__ACTIVITY__. For every line in the records that has the word "lock", make a copy.

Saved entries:
────────────────────

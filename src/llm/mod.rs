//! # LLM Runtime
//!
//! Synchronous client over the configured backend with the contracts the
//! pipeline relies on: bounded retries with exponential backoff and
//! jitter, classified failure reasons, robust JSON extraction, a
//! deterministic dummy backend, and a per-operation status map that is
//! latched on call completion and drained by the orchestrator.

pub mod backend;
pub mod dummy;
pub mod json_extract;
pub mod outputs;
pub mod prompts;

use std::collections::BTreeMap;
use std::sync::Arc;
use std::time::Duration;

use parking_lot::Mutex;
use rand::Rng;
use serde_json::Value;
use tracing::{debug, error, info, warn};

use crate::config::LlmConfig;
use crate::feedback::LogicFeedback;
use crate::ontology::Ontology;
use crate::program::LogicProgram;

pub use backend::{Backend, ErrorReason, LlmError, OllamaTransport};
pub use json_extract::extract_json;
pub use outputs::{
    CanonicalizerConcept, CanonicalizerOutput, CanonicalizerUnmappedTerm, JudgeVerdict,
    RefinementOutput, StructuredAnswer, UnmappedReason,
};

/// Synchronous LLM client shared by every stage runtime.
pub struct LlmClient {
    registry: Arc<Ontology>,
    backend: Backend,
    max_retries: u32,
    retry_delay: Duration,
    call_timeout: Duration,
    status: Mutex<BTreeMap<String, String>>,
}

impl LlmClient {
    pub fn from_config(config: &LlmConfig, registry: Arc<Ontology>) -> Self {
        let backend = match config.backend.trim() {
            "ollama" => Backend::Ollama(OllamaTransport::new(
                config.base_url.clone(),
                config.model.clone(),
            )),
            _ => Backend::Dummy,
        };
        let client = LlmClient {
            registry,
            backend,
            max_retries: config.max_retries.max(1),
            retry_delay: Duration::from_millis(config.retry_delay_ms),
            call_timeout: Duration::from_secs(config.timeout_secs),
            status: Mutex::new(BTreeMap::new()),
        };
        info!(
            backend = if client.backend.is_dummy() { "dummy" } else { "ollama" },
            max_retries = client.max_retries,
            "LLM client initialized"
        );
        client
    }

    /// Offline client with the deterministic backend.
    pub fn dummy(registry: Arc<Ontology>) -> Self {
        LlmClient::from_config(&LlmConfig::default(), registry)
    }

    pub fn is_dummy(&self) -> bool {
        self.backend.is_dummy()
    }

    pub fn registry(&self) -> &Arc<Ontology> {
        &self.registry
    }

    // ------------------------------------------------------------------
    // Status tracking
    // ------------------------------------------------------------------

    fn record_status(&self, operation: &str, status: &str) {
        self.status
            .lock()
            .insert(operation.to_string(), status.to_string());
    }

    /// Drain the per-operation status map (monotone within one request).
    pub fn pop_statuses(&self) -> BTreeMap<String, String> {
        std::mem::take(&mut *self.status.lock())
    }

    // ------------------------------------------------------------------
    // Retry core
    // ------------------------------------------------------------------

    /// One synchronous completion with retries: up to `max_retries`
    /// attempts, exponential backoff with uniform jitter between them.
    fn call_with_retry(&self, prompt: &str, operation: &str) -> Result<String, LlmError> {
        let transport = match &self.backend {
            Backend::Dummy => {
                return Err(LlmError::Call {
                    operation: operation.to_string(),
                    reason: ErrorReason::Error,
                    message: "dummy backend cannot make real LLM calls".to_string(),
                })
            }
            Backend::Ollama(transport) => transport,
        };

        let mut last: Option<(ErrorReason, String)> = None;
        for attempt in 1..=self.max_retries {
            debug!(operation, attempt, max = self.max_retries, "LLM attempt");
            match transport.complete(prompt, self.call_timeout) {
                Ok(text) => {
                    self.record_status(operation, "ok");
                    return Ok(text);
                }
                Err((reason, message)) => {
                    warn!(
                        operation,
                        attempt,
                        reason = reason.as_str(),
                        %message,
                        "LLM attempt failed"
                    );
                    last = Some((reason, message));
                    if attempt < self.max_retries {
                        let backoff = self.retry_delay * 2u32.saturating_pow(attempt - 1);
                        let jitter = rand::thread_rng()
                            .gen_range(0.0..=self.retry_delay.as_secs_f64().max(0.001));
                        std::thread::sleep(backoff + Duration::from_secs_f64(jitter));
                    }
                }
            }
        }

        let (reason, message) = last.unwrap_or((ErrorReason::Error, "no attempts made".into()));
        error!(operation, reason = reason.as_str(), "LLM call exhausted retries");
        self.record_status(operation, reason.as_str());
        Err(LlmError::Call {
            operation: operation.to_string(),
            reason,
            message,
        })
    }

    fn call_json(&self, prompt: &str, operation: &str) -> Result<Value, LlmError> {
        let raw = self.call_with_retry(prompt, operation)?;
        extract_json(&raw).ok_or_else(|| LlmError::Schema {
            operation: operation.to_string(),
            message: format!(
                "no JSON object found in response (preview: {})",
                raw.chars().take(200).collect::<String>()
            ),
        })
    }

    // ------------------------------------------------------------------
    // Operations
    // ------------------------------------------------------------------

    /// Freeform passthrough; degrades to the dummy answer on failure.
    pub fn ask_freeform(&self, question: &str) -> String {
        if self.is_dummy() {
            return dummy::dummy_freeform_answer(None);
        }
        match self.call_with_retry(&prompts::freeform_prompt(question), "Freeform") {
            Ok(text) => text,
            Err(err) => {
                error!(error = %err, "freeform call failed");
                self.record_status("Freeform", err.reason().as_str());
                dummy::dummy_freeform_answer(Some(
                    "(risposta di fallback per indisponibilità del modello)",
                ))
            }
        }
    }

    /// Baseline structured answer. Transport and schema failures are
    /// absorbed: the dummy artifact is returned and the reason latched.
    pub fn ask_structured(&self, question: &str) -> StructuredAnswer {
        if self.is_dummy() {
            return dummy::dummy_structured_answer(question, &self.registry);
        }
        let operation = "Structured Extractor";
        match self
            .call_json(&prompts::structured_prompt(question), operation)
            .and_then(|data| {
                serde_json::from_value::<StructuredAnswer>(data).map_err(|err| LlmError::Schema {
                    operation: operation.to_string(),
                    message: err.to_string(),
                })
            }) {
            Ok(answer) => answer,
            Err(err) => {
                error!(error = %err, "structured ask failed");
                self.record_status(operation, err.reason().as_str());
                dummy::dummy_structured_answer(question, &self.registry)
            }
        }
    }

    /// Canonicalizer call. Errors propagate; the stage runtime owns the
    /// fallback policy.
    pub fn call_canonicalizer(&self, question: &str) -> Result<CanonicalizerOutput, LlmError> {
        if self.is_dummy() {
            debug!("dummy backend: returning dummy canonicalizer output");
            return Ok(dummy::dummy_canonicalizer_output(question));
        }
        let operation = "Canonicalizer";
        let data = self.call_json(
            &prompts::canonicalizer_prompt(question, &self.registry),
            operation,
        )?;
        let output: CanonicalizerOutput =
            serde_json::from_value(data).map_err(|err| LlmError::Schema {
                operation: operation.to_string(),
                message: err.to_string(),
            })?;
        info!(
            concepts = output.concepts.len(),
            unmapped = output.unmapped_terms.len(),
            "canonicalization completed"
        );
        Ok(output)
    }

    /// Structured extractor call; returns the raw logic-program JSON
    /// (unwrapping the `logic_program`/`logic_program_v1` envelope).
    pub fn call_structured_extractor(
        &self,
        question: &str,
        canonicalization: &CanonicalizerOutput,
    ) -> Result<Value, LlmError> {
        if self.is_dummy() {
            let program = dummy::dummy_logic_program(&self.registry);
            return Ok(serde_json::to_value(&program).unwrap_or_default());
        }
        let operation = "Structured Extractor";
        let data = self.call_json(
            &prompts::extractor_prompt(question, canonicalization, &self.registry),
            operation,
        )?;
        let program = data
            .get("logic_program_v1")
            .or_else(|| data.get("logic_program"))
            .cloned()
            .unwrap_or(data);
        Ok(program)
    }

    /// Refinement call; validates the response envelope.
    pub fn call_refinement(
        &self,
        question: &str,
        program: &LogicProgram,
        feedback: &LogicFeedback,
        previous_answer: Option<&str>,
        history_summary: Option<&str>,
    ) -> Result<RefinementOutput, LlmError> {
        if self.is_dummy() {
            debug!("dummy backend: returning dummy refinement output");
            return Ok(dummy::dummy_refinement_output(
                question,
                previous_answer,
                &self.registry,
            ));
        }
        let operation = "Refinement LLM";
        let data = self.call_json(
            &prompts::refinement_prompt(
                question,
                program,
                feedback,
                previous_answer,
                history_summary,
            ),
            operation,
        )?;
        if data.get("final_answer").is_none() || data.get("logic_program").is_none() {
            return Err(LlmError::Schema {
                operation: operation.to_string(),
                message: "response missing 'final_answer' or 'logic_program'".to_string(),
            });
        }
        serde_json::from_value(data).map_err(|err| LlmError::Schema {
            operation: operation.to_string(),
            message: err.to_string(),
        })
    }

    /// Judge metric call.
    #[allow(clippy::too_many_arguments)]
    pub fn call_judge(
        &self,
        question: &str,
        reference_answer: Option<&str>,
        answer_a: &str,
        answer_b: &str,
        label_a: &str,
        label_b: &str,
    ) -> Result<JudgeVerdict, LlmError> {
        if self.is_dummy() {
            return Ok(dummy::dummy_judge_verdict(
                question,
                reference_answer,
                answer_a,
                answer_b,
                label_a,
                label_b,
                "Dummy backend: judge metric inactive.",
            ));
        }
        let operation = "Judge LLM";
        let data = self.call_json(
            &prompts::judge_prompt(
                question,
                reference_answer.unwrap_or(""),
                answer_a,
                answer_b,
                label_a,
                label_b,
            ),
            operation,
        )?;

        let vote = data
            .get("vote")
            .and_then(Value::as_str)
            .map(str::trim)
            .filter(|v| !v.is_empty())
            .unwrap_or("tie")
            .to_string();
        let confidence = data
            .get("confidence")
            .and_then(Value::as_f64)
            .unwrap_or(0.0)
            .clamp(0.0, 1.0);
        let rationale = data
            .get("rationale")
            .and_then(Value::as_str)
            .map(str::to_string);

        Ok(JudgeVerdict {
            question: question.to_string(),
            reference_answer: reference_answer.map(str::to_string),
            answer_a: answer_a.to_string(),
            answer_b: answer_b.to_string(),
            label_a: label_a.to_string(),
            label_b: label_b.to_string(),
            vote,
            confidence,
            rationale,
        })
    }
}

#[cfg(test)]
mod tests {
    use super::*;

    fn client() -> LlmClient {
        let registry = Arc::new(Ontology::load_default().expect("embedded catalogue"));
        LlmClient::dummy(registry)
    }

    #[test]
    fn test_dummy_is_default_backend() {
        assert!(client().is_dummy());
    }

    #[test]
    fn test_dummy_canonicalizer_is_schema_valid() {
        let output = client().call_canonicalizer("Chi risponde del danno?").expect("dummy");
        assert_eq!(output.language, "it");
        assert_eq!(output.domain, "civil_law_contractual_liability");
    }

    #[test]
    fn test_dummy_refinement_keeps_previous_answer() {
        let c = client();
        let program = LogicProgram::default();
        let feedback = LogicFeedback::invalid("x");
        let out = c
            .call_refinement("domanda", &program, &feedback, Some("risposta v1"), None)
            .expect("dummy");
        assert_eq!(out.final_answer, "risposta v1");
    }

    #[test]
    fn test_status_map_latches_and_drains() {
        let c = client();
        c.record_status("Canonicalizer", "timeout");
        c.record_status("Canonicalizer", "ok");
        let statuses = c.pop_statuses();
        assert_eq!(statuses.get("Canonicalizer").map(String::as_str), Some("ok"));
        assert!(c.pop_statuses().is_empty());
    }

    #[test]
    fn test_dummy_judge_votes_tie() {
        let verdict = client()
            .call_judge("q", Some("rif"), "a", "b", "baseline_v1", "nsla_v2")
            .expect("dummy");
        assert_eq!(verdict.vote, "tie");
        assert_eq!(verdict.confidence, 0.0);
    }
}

────────────────────

__EXERCISE SOLUTION__.
            .lock()
        std::mem::take(&mut *self.status.lock())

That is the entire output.